(Stored items)
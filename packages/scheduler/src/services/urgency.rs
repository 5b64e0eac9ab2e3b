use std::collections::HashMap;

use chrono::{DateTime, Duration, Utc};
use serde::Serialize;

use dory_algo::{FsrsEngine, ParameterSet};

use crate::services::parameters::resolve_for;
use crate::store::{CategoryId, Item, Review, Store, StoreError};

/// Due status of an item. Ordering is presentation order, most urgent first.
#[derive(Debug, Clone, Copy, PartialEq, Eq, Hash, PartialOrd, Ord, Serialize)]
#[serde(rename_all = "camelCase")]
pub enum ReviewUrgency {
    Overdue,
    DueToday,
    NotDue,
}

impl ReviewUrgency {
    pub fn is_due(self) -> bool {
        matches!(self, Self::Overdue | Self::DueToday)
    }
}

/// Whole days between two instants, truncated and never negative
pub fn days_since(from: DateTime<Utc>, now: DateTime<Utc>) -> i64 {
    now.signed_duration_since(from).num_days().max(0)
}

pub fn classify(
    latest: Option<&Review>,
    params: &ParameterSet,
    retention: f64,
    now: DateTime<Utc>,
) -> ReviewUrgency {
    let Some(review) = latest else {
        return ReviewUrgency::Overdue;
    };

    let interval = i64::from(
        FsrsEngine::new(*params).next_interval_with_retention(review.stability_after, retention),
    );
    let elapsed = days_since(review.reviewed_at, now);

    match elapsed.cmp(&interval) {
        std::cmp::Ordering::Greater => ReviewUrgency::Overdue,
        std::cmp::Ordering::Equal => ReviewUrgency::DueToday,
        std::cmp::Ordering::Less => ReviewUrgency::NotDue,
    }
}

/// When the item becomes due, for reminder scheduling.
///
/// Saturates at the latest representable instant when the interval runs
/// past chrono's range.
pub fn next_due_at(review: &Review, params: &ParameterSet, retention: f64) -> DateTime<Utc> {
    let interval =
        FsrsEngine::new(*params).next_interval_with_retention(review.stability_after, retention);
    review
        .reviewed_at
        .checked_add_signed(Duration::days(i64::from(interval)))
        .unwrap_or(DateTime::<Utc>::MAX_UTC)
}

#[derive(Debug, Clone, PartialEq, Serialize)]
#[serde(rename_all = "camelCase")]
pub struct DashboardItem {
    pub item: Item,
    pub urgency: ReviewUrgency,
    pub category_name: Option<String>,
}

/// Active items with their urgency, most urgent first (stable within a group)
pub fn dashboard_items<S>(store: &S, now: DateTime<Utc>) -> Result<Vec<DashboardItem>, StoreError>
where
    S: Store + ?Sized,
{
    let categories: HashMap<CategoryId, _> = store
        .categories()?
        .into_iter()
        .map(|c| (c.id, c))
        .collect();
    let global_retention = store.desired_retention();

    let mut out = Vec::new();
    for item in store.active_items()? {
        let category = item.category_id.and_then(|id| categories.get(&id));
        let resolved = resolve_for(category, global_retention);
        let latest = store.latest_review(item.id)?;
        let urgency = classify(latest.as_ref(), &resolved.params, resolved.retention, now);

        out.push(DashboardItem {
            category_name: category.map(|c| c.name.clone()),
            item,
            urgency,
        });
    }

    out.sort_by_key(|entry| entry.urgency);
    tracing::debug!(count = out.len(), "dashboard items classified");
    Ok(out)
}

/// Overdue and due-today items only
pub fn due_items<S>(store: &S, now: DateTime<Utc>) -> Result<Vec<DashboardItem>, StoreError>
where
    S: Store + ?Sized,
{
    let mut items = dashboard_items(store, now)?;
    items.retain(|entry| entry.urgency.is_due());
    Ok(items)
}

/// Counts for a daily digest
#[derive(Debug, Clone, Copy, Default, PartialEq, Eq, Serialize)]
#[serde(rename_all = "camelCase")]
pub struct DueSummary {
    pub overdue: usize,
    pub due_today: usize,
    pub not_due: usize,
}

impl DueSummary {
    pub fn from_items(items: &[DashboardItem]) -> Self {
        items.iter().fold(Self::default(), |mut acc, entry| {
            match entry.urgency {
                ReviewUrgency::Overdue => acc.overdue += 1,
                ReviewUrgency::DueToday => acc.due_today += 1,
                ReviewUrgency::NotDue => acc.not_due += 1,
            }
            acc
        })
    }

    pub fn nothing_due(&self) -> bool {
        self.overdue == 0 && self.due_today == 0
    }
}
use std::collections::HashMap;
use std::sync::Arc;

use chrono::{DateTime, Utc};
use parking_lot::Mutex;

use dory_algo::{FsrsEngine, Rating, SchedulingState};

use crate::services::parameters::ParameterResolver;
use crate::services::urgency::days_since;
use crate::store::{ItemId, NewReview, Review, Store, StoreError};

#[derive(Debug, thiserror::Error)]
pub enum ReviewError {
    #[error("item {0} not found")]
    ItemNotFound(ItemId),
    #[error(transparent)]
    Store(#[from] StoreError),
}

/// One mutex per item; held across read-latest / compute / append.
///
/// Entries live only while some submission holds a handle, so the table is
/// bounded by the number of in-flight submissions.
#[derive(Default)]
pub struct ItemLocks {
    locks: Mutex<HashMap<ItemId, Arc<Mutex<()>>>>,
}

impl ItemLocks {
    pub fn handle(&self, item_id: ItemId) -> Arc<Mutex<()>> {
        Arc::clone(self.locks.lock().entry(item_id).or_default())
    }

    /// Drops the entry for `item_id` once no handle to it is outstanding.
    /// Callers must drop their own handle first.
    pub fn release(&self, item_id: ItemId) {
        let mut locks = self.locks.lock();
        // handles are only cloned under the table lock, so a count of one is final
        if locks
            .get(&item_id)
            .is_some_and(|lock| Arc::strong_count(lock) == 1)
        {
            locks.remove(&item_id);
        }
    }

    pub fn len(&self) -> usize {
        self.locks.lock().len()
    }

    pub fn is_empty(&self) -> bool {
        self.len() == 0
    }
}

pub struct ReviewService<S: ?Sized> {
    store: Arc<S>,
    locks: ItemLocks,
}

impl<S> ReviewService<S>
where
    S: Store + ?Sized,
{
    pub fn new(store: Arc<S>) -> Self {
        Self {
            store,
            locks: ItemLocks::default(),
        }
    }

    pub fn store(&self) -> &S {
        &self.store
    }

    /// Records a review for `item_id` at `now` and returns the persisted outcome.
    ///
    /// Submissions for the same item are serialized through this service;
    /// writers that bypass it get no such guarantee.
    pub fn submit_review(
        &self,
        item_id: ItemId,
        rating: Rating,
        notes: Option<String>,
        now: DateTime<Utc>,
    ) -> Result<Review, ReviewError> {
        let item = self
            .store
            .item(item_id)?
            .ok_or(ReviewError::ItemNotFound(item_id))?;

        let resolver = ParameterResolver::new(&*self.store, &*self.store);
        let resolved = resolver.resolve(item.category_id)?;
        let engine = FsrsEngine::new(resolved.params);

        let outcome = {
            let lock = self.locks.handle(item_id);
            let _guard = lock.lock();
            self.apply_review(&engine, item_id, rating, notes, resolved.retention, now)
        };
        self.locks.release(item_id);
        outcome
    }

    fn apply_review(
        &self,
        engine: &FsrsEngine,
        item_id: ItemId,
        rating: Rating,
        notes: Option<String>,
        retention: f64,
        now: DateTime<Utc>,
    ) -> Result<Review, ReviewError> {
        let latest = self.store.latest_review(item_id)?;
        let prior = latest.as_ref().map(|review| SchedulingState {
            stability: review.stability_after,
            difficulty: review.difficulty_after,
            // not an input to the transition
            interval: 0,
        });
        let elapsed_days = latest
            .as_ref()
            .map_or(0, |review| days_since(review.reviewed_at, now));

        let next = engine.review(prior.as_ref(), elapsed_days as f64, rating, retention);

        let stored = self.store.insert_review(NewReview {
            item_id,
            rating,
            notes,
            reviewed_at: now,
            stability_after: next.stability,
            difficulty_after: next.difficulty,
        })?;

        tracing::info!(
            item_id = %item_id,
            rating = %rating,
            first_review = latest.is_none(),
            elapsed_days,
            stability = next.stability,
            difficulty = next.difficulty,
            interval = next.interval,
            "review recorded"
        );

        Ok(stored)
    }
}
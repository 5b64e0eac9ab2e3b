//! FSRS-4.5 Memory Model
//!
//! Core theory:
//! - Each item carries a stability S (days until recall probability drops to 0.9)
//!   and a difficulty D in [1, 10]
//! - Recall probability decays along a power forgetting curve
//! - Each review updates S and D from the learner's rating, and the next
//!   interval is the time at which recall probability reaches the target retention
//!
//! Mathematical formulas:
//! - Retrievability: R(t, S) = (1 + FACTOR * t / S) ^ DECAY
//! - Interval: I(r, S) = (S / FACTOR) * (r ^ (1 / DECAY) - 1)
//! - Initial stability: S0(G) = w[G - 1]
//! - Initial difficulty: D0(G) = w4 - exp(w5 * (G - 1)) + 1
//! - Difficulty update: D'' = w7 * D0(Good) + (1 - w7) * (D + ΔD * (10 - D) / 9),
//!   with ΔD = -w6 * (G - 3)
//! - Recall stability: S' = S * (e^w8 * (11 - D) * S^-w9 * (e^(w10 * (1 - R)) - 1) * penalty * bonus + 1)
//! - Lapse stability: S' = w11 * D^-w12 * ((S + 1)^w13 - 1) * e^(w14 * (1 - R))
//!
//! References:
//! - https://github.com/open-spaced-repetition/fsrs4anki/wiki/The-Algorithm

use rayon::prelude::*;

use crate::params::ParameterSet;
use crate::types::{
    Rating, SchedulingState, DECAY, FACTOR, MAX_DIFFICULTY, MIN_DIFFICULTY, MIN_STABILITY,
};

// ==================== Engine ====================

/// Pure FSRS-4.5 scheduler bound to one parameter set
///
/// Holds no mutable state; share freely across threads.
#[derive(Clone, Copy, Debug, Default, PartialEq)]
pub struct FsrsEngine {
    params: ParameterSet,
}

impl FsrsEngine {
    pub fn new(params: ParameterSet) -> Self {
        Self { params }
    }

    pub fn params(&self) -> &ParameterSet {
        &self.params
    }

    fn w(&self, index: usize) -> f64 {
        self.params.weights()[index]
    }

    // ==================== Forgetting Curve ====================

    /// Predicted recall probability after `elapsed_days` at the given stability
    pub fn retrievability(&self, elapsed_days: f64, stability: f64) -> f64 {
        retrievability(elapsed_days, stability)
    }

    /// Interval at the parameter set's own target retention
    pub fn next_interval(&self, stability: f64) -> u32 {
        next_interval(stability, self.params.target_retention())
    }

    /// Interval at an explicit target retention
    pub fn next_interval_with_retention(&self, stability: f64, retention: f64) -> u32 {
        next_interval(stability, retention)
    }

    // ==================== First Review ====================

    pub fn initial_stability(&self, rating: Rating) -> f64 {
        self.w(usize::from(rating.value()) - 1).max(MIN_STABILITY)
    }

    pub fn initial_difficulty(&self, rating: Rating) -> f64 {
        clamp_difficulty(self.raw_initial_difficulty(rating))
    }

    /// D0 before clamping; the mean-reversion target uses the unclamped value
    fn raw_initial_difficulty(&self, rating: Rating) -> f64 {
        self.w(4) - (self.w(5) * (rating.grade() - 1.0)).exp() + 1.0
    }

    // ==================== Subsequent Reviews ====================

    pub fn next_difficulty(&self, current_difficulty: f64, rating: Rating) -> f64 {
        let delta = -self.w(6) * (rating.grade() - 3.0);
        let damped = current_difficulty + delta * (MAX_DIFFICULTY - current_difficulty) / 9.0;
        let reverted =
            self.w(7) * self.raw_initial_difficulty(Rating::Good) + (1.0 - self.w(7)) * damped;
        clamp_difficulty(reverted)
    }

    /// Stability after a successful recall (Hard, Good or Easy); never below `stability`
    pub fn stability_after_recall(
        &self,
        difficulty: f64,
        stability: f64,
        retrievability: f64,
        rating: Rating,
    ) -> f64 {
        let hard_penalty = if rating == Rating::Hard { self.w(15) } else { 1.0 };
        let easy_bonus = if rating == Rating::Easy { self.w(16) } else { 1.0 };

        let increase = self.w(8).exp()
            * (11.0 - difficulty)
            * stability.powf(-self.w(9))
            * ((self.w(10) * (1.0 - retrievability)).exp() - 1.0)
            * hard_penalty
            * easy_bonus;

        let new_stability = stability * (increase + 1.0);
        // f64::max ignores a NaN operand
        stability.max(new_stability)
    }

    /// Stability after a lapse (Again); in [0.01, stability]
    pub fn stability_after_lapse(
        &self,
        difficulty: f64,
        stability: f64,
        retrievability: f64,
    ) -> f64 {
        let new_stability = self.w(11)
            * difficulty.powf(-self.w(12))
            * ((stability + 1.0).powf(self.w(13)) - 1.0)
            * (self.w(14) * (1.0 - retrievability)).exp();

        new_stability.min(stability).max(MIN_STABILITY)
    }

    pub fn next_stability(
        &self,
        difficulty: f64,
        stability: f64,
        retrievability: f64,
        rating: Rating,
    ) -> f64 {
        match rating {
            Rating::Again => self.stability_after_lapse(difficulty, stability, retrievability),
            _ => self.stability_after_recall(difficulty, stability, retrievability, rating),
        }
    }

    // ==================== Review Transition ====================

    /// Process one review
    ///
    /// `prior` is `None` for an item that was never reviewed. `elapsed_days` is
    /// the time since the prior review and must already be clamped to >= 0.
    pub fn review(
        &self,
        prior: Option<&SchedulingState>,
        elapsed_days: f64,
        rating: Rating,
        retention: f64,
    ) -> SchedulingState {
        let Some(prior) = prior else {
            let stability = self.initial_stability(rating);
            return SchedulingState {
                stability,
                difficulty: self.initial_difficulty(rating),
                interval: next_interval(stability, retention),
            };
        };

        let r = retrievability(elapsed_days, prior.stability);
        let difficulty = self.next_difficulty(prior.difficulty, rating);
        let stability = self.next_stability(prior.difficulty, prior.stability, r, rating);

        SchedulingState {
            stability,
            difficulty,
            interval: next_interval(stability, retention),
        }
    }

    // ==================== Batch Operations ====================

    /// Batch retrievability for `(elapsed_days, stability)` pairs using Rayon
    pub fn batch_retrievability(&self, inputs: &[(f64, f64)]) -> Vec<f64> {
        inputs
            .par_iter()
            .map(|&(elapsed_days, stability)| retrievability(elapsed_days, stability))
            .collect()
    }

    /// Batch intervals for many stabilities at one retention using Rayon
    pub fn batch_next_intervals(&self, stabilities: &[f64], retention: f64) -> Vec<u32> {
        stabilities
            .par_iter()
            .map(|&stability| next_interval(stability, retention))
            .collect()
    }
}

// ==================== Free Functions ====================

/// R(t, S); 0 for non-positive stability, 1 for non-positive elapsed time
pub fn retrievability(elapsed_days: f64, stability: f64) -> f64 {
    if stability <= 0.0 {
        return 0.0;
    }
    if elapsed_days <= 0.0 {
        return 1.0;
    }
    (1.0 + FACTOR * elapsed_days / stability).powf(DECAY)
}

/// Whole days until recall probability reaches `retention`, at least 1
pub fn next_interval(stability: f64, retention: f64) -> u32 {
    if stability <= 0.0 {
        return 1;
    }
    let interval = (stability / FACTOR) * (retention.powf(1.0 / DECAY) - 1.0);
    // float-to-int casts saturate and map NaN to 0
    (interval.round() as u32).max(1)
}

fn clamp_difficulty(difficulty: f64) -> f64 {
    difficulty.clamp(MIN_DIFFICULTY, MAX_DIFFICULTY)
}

| YOUR TASK |
Every line that holds the string "only" must be copied from the records above.

| RESPONSE |
/// Overdue and due-today items only
/// Entries live only while some submission holds a handle, so the table is
        // handles are only cloned under the table lock, so a count of one is final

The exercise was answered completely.